Por que o Banco Central ainda mantém os juros elevados?
Mesmo após o novo corte, a Selic continua em um dos maiores patamares dos últimos anos. A principal preocupação do Banco Central segue sendo o controle da inflação, que é o aumento generalizado dos preços de produtos e serviços.
Quando os preços sobem rapidamente, especialmente os de alimentos, combustíveis e despesas básicas, as famílias de menor renda costumam sentir os impactos com mais intensidade, já que esses gastos representam uma parcela maior do orçamento.
O Banco Central usa a Selic como uma ferramenta para tentar equilibrar a economia. Quando os juros sobem, o consumo tende a diminuir, reduzindo a pressão sobre os preços. Quando caem, ocorre o movimento contrário, com mais estímulo ao crédito, ao investimento e à atividade econômica.

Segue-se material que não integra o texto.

mod app;
mod config;
mod directory;
mod export;
mod input;
mod logging;
mod ui;
mod view;

use std::io::{self, IsTerminal, Write};
use std::panic;
use std::path::PathBuf;

use anyhow::Result;
use clap::Parser;
use crossterm::{
    event::{self, Event, KeyEventKind},
    execute,
    terminal::{disable_raw_mode, enable_raw_mode, EnterAlternateScreen, LeaveAlternateScreen},
};
use ratatui::{backend::CrosstermBackend, Terminal};
use tracing::{error, info, warn};

use app::App;
use config::Config;
use directory::{Navigator, SizeAggregator};
use export::export_json;
use input::{apply, handle_key, map_char, read_char};

#[derive(Parser, Debug)]
#[command(name = "liberator")]
#[command(version)]
#[command(about = "Browse directories by size and delete what you don't need", long_about = None)]
struct Args {
    /// Directory to start in (default: current directory)
    #[arg(default_value = ".")]
    path: PathBuf,

    /// Worker threads for directory sizing (0 = one per CPU)
    #[arg(short, long, default_value_t = 0)]
    workers: usize,

    /// Color scheme: default, dark, light, colorblind
    #[arg(long, default_value = "default")]
    color_scheme: String,

    /// Disable colors
    #[arg(long)]
    no_color: bool,

    /// Print the directory listing as JSON instead of opening the browser
    #[arg(long)]
    json: bool,

    /// Write logs to this file
    #[arg(long)]
    log_file: Option<PathBuf>,

    /// Log level (overridden by RUST_LOG)
    #[arg(long, default_value = "info")]
    log_level: String,
}

impl Args {
    fn into_config(self) -> Config {
        Config::new(self.path)
            .with_workers(self.workers)
            .with_color_scheme(self.color_scheme, self.no_color)
            .with_json(self.json)
            .with_logging(self.log_file, self.log_level)
    }
}

fn main() -> Result<()> {
    let config = Args::parse().into_config().resolve()?;
    logging::init(config.log_file.as_deref(), &config.log_level)?;

    let aggregator = SizeAggregator::new(config.workers)?;
    info!(
        path = %config.start_path.display(),
        workers = aggregator.workers(),
        "starting"
    );

    // JSON mode - no TUI
    if config.json {
        let mut stdout = io::stdout();
        export_json(&config.start_path, &aggregator, &mut stdout)?;
        println!(); // Final newline
        return Ok(());
    }

    let navigator = Navigator::new(&config.start_path, aggregator)?;

    // Piped keystrokes drive the navigator without a terminal
    if !io::stdin().is_terminal() {
        return run_piped_mode(navigator);
    }

    let result = run_tui_mode(App::new(navigator, config.colors()));

    if let Err(ref e) = result {
        error!(error = %e, "exited with error");
    }
    result
}

/// Apply one command per character read from stdin, then print the final
/// listing. Failed commands are reported on stderr and the session goes on.
fn run_piped_mode(mut navigator: Navigator) -> Result<()> {
    let mut stdin = io::stdin().lock();

    while let Some(c) = read_char(&mut stdin) {
        match apply(map_char(c), &mut navigator) {
            Ok(true) => break,
            Ok(false) => {}
            Err(e) => {
                warn!(key = ?c, error = %e, "command failed");
                eprintln!("liberator: {}", e);
            }
        }
    }

    let (rows, status) = navigator.view(navigator.entries().len());
    let mut stdout = io::stdout().lock();
    writeln!(stdout, "{}", status)?;
    for row in rows {
        let marker = if row.highlighted { '>' } else { ' ' };
        writeln!(stdout, "{} {:>9}  {}", marker, row.size, row.name)?;
    }
    Ok(())
}

fn run_tui_mode(mut app: App) -> Result<()> {
    // Set up panic handler to restore terminal on crash
    let original_hook = panic::take_hook();
    panic::set_hook(Box::new(move |panic_info| {
        let _ = disable_raw_mode();
        let _ = execute!(io::stdout(), LeaveAlternateScreen);
        original_hook(panic_info);
    }));

    // Setup terminal
    enable_raw_mode()?;
    let mut stdout = io::stdout();
    execute!(stdout, EnterAlternateScreen)?;
    let backend = CrosstermBackend::new(stdout);
    let mut terminal = Terminal::new(backend)?;
    terminal.clear()?;

    let result = run_app(&mut terminal, &mut app);

    // Restore terminal before reporting any loop error
    let cleanup_result = cleanup_terminal(&mut terminal);
    result.and(cleanup_result)
}

/// Clean up terminal state.
fn cleanup_terminal<B: ratatui::backend::Backend + Write>(terminal: &mut Terminal<B>) -> Result<()> {
    disable_raw_mode()?;
    execute!(terminal.backend_mut(), LeaveAlternateScreen)?;
    terminal.show_cursor()?;
    Ok(())
}

/// Draw, then block on exactly one input event, until quit.
fn run_app<B: ratatui::backend::Backend>(terminal: &mut Terminal<B>, app: &mut App) -> Result<()> {
    loop {
        terminal.draw(|frame| ui::render_ui(frame, app))?;

        // Resize and other events just fall through to a redraw
        if let Event::Key(key) = event::read()? {
            if key.kind == KeyEventKind::Press {
                app.handle_command(handle_key(key));
            }
        }

        if app.should_quit {
            break;
        }
    }

    Ok(())
}
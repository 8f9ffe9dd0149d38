//! Log setup.
//!
//! The terminal belongs to the browser, so logs only go to a file.

use std::fs::OpenOptions;
use std::path::Path;
use std::sync::Mutex;

use anyhow::{Context, Result};
use tracing_subscriber::EnvFilter;

/// Install a `tracing` subscriber writing to `log_file`.
///
/// `RUST_LOG` takes precedence over `level` when set. Without a log file no
/// subscriber is installed and events are dropped.
pub fn init(log_file: Option<&Path>, level: &str) -> Result<()> {
    let Some(path) = log_file else {
        return Ok(());
    };

    let file = OpenOptions::new()
        .create(true)
        .append(true)
        .open(path)
        .with_context(|| format!("cannot open log file {}", path.display()))?;

    let filter = EnvFilter::try_from_default_env().unwrap_or_else(|_| EnvFilter::new(level));

    tracing_subscriber::fmt()
        .with_env_filter(filter)
        .with_writer(Mutex::new(file))
        .with_ansi(false)
        .try_init()
        .map_err(|e| anyhow::anyhow!("cannot install logger: {}", e))
}

#[cfg(test)]
mod tests {
    use super::*;

    #[test]
    fn test_no_log_file_is_noop() {
        assert!(init(None, "info").is_ok());
    }

    #[test]
    fn test_unwritable_log_file() {
        let result = init(Some(Path::new("/nonexistent/dir/liberator.log")), "info");
        assert!(result.is_err());
    }
}
//! Render-ready rows produced by the navigator.

/// One visible line of the directory listing.
#[derive(Debug, Clone, PartialEq, Eq)]
pub struct Row {
    /// Entry name, with a trailing `/` for directories
    pub name: String,
    /// Human-readable size
    pub size: String,
    /// Whether this row is the current selection
    pub highlighted: bool,
    /// Whether to draw this row in the directory color
    pub is_directory: bool,
}

/// Format a byte size into a human-readable string.
///
/// # Arguments
/// * `bytes` - The size in bytes
///
/// # Returns
/// A formatted string like "1.5 GB", "256.0 KB" or "12 B".
pub fn format_size(bytes: u64) -> String {
    const KB: u64 = 1024;
    const MB: u64 = KB * 1024;
    const GB: u64 = MB * 1024;
    const TB: u64 = GB * 1024;

    if bytes >= TB {
        format!("{:.1} TB", bytes as f64 / TB as f64)
    } else if bytes >= GB {
        format!("{:.1} GB", bytes as f64 / GB as f64)
    } else if bytes >= MB {
        format!("{:.1} MB", bytes as f64 / MB as f64)
    } else if bytes >= KB {
        format!("{:.1} KB", bytes as f64 / KB as f64)
    } else {
        format!("{} B", bytes)
    }
}

#[cfg(test)]
mod tests {
    use super::*;

    #[test]
    fn test_format_size() {
        assert_eq!(format_size(0), "0 B");
        assert_eq!(format_size(1023), "1023 B");
        assert_eq!(format_size(1024), "1.0 KB");
        assert_eq!(format_size(1536), "1.5 KB");
        assert_eq!(format_size(5 * 1024 * 1024), "5.0 MB");
        assert_eq!(format_size(3 * 1024 * 1024 * 1024), "3.0 GB");
        assert_eq!(format_size(2 * 1024 * 1024 * 1024 * 1024), "2.0 TB");
    }
}
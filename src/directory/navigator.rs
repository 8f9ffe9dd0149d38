//! Stateful directory navigation and view windowing.

use std::fs;
use std::path::{Component, Path, PathBuf};

use tracing::{debug, info, warn};

use super::lister::list_entries;
use super::size::SizeAggregator;
use super::{Entry, NavigatorError};
use crate::view::{format_size, Row};

/// Tracks the current directory, its entries, the selection and the last
/// rendered window.
///
/// Every operation either succeeds and updates the state as a whole, or fails
/// and leaves it untouched. Entries are a snapshot taken when the directory
/// was entered and are not refreshed on external changes.
pub struct Navigator {
    current_path: PathBuf,
    entries: Vec<Entry>,
    selected_index: usize,
    view_start: usize,
    view_end: usize,
    aggregator: SizeAggregator,
}

impl Navigator {
    /// Create a navigator showing `path`.
    ///
    /// Fails with [`NavigatorError::InvalidPath`] if `path` is not a directory.
    pub fn new(path: impl AsRef<Path>, aggregator: SizeAggregator) -> Result<Self, NavigatorError> {
        let mut navigator = Self {
            current_path: PathBuf::new(),
            entries: Vec::new(),
            selected_index: 0,
            view_start: 0,
            view_end: 0,
            aggregator,
        };
        navigator.set_working_directory(path)?;
        Ok(navigator)
    }

    pub fn current_path(&self) -> &Path {
        &self.current_path
    }

    /// Entries as of the last directory read. Does not touch the disk.
    pub fn entries(&self) -> &[Entry] {
        &self.entries
    }

    pub fn selected_index(&self) -> usize {
        self.selected_index
    }

    /// The `(start, end)` window stored by the last call to [`Navigator::view`].
    pub fn view_window(&self) -> (usize, usize) {
        (self.view_start, self.view_end)
    }

    /// Switch to `path`, re-read its entries and reset selection and window.
    pub fn set_working_directory(&mut self, path: impl AsRef<Path>) -> Result<(), NavigatorError> {
        let path = normalize(path.as_ref());

        match fs::metadata(&path) {
            Ok(metadata) if metadata.is_dir() => {}
            _ => return Err(NavigatorError::InvalidPath { path }),
        }

        let entries = list_entries(&path, &self.aggregator);
        info!(path = %path.display(), entries = entries.len(), "changed directory");

        self.current_path = path;
        self.entries = entries;
        self.selected_index = 0;
        self.view_start = 0;
        self.view_end = 0;
        Ok(())
    }

    pub fn select_next_entry(&mut self) {
        if self.selected_index + 1 < self.entries.len() {
            self.selected_index += 1;
        }
    }

    pub fn select_previous_entry(&mut self) {
        if self.selected_index > 0 {
            self.selected_index -= 1;
        }
    }

    pub fn selected_entry(&self) -> Result<&Entry, NavigatorError> {
        self.entries
            .get(self.selected_index)
            .ok_or(NavigatorError::NoSelection)
    }

    /// Enter the selected entry if it is a directory.
    pub fn into_selected_entry(&mut self) -> Result<(), NavigatorError> {
        let entry = self.selected_entry()?;
        let path = self.current_path.join(&entry.name);

        if !entry.is_directory {
            return Err(NavigatorError::NotADirectory { path });
        }
        self.set_working_directory(path)
    }

    /// Move to the parent directory. At the root this stays at the root.
    pub fn to_parent_directory(&mut self) -> Result<(), NavigatorError> {
        let parent = parent_of(&self.current_path)?;
        self.set_working_directory(parent)
    }

    /// Delete the selected entry from disk and re-read the directory.
    ///
    /// Directories are removed recursively. On failure the entries are not
    /// refreshed and may be stale relative to the disk.
    pub fn remove_selected_entry(&mut self) -> Result<(), NavigatorError> {
        let entry = self.selected_entry()?;
        let path = self.current_path.join(&entry.name);

        let result = if entry.is_directory {
            fs::remove_dir_all(&path)
        } else {
            fs::remove_file(&path)
        };

        if let Err(source) = result {
            warn!(path = %path.display(), error = %source, "delete failed");
            return Err(NavigatorError::RemovalFailed { path, source });
        }
        info!(path = %path.display(), "deleted");

        let current = self.current_path.clone();
        self.set_working_directory(current)
    }

    /// Build the rows for a page of at most `max_rows` entries plus the
    /// status line.
    ///
    /// The previous window is kept while it still contains the selection and
    /// has the right height, so moving within a page does not scroll.
    /// Otherwise the window is recomputed with the selection as the last
    /// visible row, or as the first page when the selection fits there.
    pub fn view(&mut self, max_rows: usize) -> (Vec<Row>, String) {
        let status = self.current_path.display().to_string();
        let size = max_rows.min(self.entries.len());

        if size == 0 {
            self.view_start = 0;
            self.view_end = 0;
            return (Vec::new(), status);
        }

        let selected = self.selected_index;
        let reusable = (self.view_start..self.view_end).contains(&selected)
            && self.view_end - self.view_start == size;

        if !reusable {
            if selected >= size {
                self.view_start = selected + 1 - size;
                self.view_end = selected + 1;
            } else {
                self.view_start = 0;
                self.view_end = size;
            }
            debug!(start = self.view_start, end = self.view_end, "recomputed view window");
        }

        let rows = self.entries[self.view_start..self.view_end]
            .iter()
            .enumerate()
            .map(|(offset, entry)| Row {
                name: if entry.is_directory {
                    format!("{}/", entry.name)
                } else {
                    entry.name.clone()
                },
                size: format_size(entry.size),
                highlighted: self.view_start + offset == selected,
                is_directory: entry.is_directory,
            })
            .collect();

        (rows, status)
    }
}

/// Strip a single trailing separator, keeping the root intact. Relative
/// paths are made absolute against the process working directory.
fn normalize(path: &Path) -> PathBuf {
    let path = std::path::absolute(path).unwrap_or_else(|_| path.to_path_buf());

    match path.to_str() {
        Some(s) if s.len() > 1 && s.ends_with(std::path::MAIN_SEPARATOR) => {
            PathBuf::from(&s[..s.len() - 1])
        }
        _ => path,
    }
}

fn parent_of(path: &Path) -> Result<PathBuf, NavigatorError> {
    match path.components().next_back() {
        // Lexical parent keeps `cd child; cd ..` a round trip, even through
        // symlinks.
        Some(Component::Normal(_)) => Ok(path
            .parent()
            .map(Path::to_path_buf)
            .unwrap_or_else(|| path.to_path_buf())),
        Some(Component::RootDir) | Some(Component::Prefix(_)) | None => Ok(path.to_path_buf()),
        _ => {
            let joined = path.join("..");
            fs::canonicalize(&joined).map_err(|_| NavigatorError::InvalidPath { path: joined })
        }
    }
}
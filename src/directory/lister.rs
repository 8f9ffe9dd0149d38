//! Directory listing with per-entry sizes.

use std::fs;
use std::path::Path;

use tracing::debug;

use super::size::SizeAggregator;
use super::Entry;

/// List the children of `path` in filesystem enumeration order.
///
/// Files report their own length; directories report the recursive size
/// computed by `aggregator`. `.` and `..` never appear. A directory that
/// cannot be read yields an empty list, and a child whose metadata cannot be
/// read is listed as an empty file.
pub fn list_entries(path: &Path, aggregator: &SizeAggregator) -> Vec<Entry> {
    let read_dir = match fs::read_dir(path) {
        Ok(read_dir) => read_dir,
        Err(err) => {
            debug!(path = %path.display(), error = %err, "unreadable directory listed as empty");
            return Vec::new();
        }
    };

    read_dir
        .filter_map(|e| e.ok())
        .map(|dir_entry| {
            let name = dir_entry.file_name().to_string_lossy().into_owned();
            let child_path = dir_entry.path();

            // Follow symlinks like a plain stat would; a dangling link
            // falls back to the link itself.
            let metadata = fs::metadata(&child_path).or_else(|_| fs::symlink_metadata(&child_path));

            match metadata {
                Ok(metadata) if metadata.is_dir() => {
                    Entry::new(name, aggregator.compute_size(&child_path), true)
                }
                Ok(metadata) => Entry::new(name, metadata.len(), false),
                Err(err) => {
                    debug!(path = %child_path.display(), error = %err, "unreadable entry sized as 0");
                    Entry::new(name, 0, false)
                }
            }
        })
        .collect()
}
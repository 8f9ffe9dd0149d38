use serde::Serialize;
use std::io::Write;
use std::path::Path;

use crate::directory::{list_entries, Entry, SizeAggregator};

/// A directory listing as written by `--json`
#[derive(Serialize)]
pub struct ExportListing<'a> {
    pub path: String,
    pub entries: &'a [Entry],
}

/// List `path` and write it as pretty JSON
///
/// # Arguments
/// * `path` - Directory to list
/// * `aggregator` - Sizes the child directories
/// * `writer` - Output writer for the JSON
pub fn export_json(
    path: &Path,
    aggregator: &SizeAggregator,
    writer: &mut impl Write,
) -> Result<(), std::io::Error> {
    let entries = list_entries(path, aggregator);
    let listing = ExportListing {
        path: path.display().to_string(),
        entries: &entries,
    };

    serde_json::to_writer_pretty(writer, &listing)
        .map_err(|e| std::io::Error::new(std::io::ErrorKind::Other, e))
}

#[cfg(test)]
mod tests {
    use super::*;
    use serde_json::Value;
    use tempfile::TempDir;

    #[test]
    fn test_export_listing() {
        let temp_dir = TempDir::new().unwrap();
        std::fs::write(temp_dir.path().join("large.txt"), vec![0u8; 1000]).unwrap();
        std::fs::create_dir(temp_dir.path().join("subdir")).unwrap();
        std::fs::write(temp_dir.path().join("subdir/medium.txt"), vec![0u8; 500]).unwrap();

        let mut buffer = Vec::new();
        export_json(temp_dir.path(), &SizeAggregator::new(2).unwrap(), &mut buffer).unwrap();

        let parsed: Value = serde_json::from_slice(&buffer).unwrap();
        assert_eq!(parsed["path"], temp_dir.path().display().to_string());

        let entries = parsed["entries"].as_array().unwrap();
        assert_eq!(entries.len(), 2);
        let subdir = entries.iter().find(|e| e["name"] == "subdir").unwrap();
        assert_eq!(subdir["size"], 500);
        assert_eq!(subdir["is_dir"], true);
    }

    #[test]
    fn test_export_empty_directory() {
        let temp_dir = TempDir::new().unwrap();

        let mut buffer = Vec::new();
        export_json(temp_dir.path(), &SizeAggregator::new(1).unwrap(), &mut buffer).unwrap();

        let output = String::from_utf8(buffer).unwrap();
        assert!(output.contains("\"entries\": []"));
    }
}
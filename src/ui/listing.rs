//! Directory listing widget.
//!
//! Draws the rows produced by the navigator with the name on the left and
//! the size right-aligned.

use ratatui::{
    layout::Rect,
    style::{Modifier, Style},
    text::{Line, Span},
    widgets::{Block, Borders, List, ListItem, Paragraph},
    Frame,
};
use unicode_width::{UnicodeWidthChar, UnicodeWidthStr};

use crate::ui::colors::ColorScheme;
use crate::view::Row;

/// Width reserved for the size column ("1023.9 GB").
const SIZE_WIDTH: usize = 9;

/// Truncate a string to at most `max_width` terminal columns.
fn truncate_to_width(s: &str, max_width: usize) -> String {
    if s.width() <= max_width {
        return s.to_string();
    }

    let (budget, ellipsis) = if max_width > 3 {
        (max_width - 3, "...")
    } else {
        (max_width, "")
    };

    let mut out = String::new();
    let mut used = 0;
    for c in s.chars() {
        let w = c.width().unwrap_or(0);
        if used + w > budget {
            break;
        }
        out.push(c);
        used += w;
    }
    out.push_str(ellipsis);
    out
}

/// Render the listing inside a bordered block titled `title`.
pub fn render_listing(frame: &mut Frame, area: Rect, rows: &[Row], title: &str, colors: &ColorScheme) {
    let block = Block::default()
        .borders(Borders::ALL)
        .border_style(Style::default().fg(colors.border))
        .title(format!(" {} ", title));

    if rows.is_empty() {
        let empty = Paragraph::new(Line::from(Span::styled(
            "(empty)",
            Style::default().fg(colors.hint_fg),
        )))
        .block(block);
        frame.render_widget(empty, area);
        return;
    }

    let inner_width = area.width.saturating_sub(2) as usize;
    let items: Vec<ListItem> = rows
        .iter()
        .map(|row| ListItem::new(build_row_line(row, inner_width, colors)))
        .collect();

    frame.render_widget(List::new(items).block(block), area);
}

/// Build a single line: padded name, a gap, right-aligned size.
fn build_row_line(row: &Row, width: usize, colors: &ColorScheme) -> Line<'static> {
    let size_width = SIZE_WIDTH.min(width);
    let name_width = width.saturating_sub(size_width + 1);

    let name = truncate_to_width(&row.name, name_width);
    let padding = name_width.saturating_sub(name.width());
    let size = format!(" {:>w$}", row.size, w = size_width);

    let name_fg = if row.is_directory { colors.dirs } else { colors.text };
    let (name_style, size_style) = if row.highlighted {
        let selected = if colors.is_monochrome() {
            Style::default().add_modifier(Modifier::REVERSED | Modifier::BOLD)
        } else {
            Style::default()
                .fg(colors.selected_fg)
                .bg(colors.selected_bg)
                .add_modifier(Modifier::BOLD)
        };
        (selected, selected)
    } else {
        let mut name_style = Style::default().fg(name_fg);
        if row.is_directory {
            name_style = name_style.add_modifier(Modifier::BOLD);
        }
        (name_style, Style::default().fg(colors.size_fg))
    };

    Line::from(vec![
        Span::styled(format!("{}{}", name, " ".repeat(padding)), name_style),
        Span::styled(size, size_style),
    ])
}
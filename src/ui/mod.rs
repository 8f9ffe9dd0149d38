pub mod colors;
mod layout;
mod listing;

pub use colors::ColorScheme;
pub use layout::render_ui;
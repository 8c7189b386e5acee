//! ログマクロ
//!
//! `defmt` フィーチャー有効時は defmt に転送し、無効時（ホストテスト）は何も出力しません。
//! `lib.rs` で `#[macro_use]` 付きで最初に宣言すること。
#![allow(unused_macros)]

macro_rules! trace {
    ($s:literal $(, $x:expr)* $(,)?) => {
        {
            #[cfg(feature = "defmt")]
            ::defmt::trace!($s $(, $x)*);
            #[cfg(not(feature = "defmt"))]
            let _ = ($( & $x ),*);
        }
    };
}

macro_rules! debug {
    ($s:literal $(, $x:expr)* $(,)?) => {
        {
            #[cfg(feature = "defmt")]
            ::defmt::debug!($s $(, $x)*);
            #[cfg(not(feature = "defmt"))]
            let _ = ($( & $x ),*);
        }
    };
}

macro_rules! info {
    ($s:literal $(, $x:expr)* $(,)?) => {
        {
            #[cfg(feature = "defmt")]
            ::defmt::info!($s $(, $x)*);
            #[cfg(not(feature = "defmt"))]
            let _ = ($( & $x ),*);
        }
    };
}

macro_rules! warn {
    ($s:literal $(, $x:expr)* $(,)?) => {
        {
            #[cfg(feature = "defmt")]
            ::defmt::warn!($s $(, $x)*);
            #[cfg(not(feature = "defmt"))]
            let _ = ($( & $x ),*);
        }
    };
}

macro_rules! error {
    ($s:literal $(, $x:expr)* $(,)?) => {
        {
            #[cfg(feature = "defmt")]
            ::defmt::error!($s $(, $x)*);
            #[cfg(not(feature = "defmt"))]
            let _ = ($( & $x ),*);
        }
    };
}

Pelo sistema de metas adotado pelo Banco Central, a inflação deve ficar em 3% ao ano, com margem de tolerância entre 1,5% e 4,5%. Embora os índices recentes tenham mostrado melhora, as projeções ainda indicam uma inflação acima do centro da meta nos próximos anos.
Outro ponto importante é que as decisões sobre juros não são tomadas olhando apenas os preços atuais. Os efeitos da Selic costumam levar entre seis e 18 meses para aparecer de forma mais completa na economia. Por isso, o Banco Central trabalha com projeções futuras ao definir seus próximos passos.